* [Data under study]:
Content starts

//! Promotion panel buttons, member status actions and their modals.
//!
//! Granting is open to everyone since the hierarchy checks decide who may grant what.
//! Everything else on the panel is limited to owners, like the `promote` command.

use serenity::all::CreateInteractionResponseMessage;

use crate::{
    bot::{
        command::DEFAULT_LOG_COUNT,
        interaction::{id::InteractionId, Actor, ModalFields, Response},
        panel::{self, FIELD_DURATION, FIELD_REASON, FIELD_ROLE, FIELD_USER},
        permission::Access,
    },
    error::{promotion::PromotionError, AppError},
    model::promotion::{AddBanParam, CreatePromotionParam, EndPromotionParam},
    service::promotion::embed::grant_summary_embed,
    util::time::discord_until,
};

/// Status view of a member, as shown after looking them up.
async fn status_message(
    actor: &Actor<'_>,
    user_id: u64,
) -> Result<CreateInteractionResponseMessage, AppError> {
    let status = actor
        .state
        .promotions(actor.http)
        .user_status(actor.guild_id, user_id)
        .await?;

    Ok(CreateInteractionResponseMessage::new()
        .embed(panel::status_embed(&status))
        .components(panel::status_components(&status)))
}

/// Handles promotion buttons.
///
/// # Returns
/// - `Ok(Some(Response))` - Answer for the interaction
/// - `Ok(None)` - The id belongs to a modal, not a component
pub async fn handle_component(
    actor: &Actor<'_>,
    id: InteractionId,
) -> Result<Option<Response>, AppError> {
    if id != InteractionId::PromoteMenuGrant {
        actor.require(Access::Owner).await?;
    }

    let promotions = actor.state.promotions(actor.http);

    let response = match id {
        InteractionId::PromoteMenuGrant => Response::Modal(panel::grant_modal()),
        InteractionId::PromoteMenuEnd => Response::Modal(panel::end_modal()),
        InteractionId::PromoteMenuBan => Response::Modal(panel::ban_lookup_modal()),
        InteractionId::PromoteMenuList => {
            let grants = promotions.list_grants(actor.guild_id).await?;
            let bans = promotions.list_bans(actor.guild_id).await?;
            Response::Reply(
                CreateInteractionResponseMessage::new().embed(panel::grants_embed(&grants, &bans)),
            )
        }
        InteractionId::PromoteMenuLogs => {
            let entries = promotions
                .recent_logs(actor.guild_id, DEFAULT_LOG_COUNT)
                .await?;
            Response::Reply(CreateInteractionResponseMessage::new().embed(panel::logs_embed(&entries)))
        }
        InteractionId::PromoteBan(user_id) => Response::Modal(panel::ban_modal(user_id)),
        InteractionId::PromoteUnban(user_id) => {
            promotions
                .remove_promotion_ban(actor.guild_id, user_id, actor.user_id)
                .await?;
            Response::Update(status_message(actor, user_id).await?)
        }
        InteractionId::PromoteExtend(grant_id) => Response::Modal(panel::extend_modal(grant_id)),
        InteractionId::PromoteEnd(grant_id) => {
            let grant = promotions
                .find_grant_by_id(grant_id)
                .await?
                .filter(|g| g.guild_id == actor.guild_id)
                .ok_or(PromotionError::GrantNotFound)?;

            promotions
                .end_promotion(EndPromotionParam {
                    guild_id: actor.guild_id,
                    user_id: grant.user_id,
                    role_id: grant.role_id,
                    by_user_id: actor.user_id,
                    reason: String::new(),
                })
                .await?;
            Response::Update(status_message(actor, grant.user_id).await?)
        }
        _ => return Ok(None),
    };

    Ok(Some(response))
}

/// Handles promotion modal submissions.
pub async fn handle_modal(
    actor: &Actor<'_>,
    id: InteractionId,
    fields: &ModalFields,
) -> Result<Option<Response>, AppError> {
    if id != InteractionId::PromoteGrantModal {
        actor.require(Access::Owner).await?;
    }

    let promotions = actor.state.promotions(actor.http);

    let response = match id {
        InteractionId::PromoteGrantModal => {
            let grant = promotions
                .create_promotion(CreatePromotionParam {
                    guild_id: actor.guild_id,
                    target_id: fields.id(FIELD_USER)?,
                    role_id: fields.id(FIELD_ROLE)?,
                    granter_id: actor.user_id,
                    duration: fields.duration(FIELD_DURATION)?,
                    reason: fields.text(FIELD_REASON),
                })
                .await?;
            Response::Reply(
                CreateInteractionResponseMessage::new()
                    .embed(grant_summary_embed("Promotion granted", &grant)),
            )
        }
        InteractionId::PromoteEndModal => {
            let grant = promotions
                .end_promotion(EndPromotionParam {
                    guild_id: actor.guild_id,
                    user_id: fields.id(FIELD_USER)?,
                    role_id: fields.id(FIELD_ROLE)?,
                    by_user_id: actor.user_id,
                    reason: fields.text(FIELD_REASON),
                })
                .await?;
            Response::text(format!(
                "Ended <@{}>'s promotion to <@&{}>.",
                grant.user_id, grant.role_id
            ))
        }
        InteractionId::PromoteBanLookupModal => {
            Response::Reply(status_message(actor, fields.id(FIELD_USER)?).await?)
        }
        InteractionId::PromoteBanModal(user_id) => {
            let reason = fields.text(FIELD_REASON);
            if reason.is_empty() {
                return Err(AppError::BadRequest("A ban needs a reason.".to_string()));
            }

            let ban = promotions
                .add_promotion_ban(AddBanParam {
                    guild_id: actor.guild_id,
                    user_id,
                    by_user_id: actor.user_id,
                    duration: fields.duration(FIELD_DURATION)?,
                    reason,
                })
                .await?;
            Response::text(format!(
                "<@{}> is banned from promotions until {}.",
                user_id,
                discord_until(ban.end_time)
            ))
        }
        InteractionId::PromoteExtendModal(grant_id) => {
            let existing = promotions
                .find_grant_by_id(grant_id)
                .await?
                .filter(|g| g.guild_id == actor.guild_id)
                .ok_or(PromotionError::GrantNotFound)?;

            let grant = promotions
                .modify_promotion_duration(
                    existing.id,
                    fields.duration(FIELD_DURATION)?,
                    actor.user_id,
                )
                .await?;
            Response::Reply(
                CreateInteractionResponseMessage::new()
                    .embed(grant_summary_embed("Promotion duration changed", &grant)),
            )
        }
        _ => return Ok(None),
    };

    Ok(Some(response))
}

Content ends
Content starts

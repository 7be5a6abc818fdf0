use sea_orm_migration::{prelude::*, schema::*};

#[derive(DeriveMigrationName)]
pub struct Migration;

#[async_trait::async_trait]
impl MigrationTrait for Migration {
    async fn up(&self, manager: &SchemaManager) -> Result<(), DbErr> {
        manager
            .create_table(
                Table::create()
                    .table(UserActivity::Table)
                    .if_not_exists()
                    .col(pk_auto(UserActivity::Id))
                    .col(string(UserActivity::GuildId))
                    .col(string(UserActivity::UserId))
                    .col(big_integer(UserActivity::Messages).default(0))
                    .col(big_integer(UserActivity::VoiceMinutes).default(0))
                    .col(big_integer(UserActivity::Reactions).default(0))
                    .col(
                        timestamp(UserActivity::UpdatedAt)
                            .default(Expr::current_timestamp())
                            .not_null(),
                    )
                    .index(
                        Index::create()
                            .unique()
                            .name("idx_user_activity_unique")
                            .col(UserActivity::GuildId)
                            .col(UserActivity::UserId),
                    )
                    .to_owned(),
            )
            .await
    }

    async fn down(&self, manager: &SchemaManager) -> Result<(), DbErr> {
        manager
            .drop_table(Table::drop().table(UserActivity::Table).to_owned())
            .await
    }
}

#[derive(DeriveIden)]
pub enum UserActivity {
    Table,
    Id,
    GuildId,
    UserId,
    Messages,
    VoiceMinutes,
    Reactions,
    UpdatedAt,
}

Content ends

* [What is being asked]:
Which lines of the material above hold the string "grants"? Pull them out.

* [Your response]:
            let grants = promotions.list_grants(actor.guild_id).await?;
                CreateInteractionResponseMessage::new().embed(panel::grants_embed(&grants, &bans)),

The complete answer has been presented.